**WHAT IS REQUIRED**
As the answer, give every line of the records that includes the word "Some".

++++++++++++++++++++

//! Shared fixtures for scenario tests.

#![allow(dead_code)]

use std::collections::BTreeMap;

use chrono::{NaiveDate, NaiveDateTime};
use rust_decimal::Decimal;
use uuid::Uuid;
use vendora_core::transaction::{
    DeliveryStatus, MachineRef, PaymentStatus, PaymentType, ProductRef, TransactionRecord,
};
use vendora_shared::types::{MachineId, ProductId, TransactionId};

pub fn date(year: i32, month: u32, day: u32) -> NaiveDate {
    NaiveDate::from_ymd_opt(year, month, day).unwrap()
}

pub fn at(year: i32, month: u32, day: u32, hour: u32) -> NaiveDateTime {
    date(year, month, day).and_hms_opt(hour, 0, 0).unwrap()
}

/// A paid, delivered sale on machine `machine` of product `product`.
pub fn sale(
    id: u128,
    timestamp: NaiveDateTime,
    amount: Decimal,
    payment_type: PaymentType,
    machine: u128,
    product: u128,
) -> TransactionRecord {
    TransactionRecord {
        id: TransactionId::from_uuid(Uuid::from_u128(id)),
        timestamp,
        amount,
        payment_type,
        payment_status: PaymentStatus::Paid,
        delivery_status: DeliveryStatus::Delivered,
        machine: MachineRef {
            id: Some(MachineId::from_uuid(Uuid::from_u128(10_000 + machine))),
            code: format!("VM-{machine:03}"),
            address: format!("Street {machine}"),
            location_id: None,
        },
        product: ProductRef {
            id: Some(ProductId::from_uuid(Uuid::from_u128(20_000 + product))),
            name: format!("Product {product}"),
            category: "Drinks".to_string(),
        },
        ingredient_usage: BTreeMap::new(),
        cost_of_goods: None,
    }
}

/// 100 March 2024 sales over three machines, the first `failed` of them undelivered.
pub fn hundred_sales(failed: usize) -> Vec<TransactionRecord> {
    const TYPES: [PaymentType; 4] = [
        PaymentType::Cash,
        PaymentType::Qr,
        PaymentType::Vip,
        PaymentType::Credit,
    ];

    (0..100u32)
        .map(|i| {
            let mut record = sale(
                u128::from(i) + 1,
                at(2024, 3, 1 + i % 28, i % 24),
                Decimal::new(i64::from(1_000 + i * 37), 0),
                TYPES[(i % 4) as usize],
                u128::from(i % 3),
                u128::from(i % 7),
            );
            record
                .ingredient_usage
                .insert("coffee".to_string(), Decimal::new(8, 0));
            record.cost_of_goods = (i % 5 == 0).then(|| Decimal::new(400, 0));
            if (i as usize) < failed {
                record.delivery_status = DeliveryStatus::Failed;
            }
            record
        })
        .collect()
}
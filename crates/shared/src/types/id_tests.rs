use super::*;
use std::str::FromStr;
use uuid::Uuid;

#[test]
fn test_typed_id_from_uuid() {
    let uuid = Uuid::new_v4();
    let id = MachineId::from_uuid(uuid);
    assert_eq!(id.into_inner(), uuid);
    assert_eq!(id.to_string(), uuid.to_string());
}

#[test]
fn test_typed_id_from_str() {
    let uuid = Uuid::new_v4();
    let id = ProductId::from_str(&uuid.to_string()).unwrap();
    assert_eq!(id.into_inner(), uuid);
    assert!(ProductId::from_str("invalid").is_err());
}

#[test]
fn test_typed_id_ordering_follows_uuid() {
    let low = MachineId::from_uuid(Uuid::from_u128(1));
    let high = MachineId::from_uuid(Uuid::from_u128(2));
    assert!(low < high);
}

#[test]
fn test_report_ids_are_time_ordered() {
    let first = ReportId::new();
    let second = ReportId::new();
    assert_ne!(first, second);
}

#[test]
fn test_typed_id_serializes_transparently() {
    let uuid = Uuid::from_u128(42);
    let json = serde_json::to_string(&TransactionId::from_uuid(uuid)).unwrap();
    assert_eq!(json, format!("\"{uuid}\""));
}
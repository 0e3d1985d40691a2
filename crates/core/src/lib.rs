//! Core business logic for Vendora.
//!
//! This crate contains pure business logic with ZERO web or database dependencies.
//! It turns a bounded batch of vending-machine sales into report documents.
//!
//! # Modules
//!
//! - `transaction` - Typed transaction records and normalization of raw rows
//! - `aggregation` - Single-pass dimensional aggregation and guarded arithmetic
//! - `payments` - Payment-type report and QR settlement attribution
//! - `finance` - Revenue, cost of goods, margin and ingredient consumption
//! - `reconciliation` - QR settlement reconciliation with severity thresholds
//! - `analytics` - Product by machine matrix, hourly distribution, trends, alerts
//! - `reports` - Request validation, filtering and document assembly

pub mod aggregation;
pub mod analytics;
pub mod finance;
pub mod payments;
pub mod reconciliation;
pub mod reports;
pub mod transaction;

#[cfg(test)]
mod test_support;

++++++++++++++++++++

**TASK RESULT**
            id: Some(MachineId::from_uuid(Uuid::from_u128(10_000 + machine))),
            id: Some(ProductId::from_uuid(Uuid::from_u128(20_000 + product))),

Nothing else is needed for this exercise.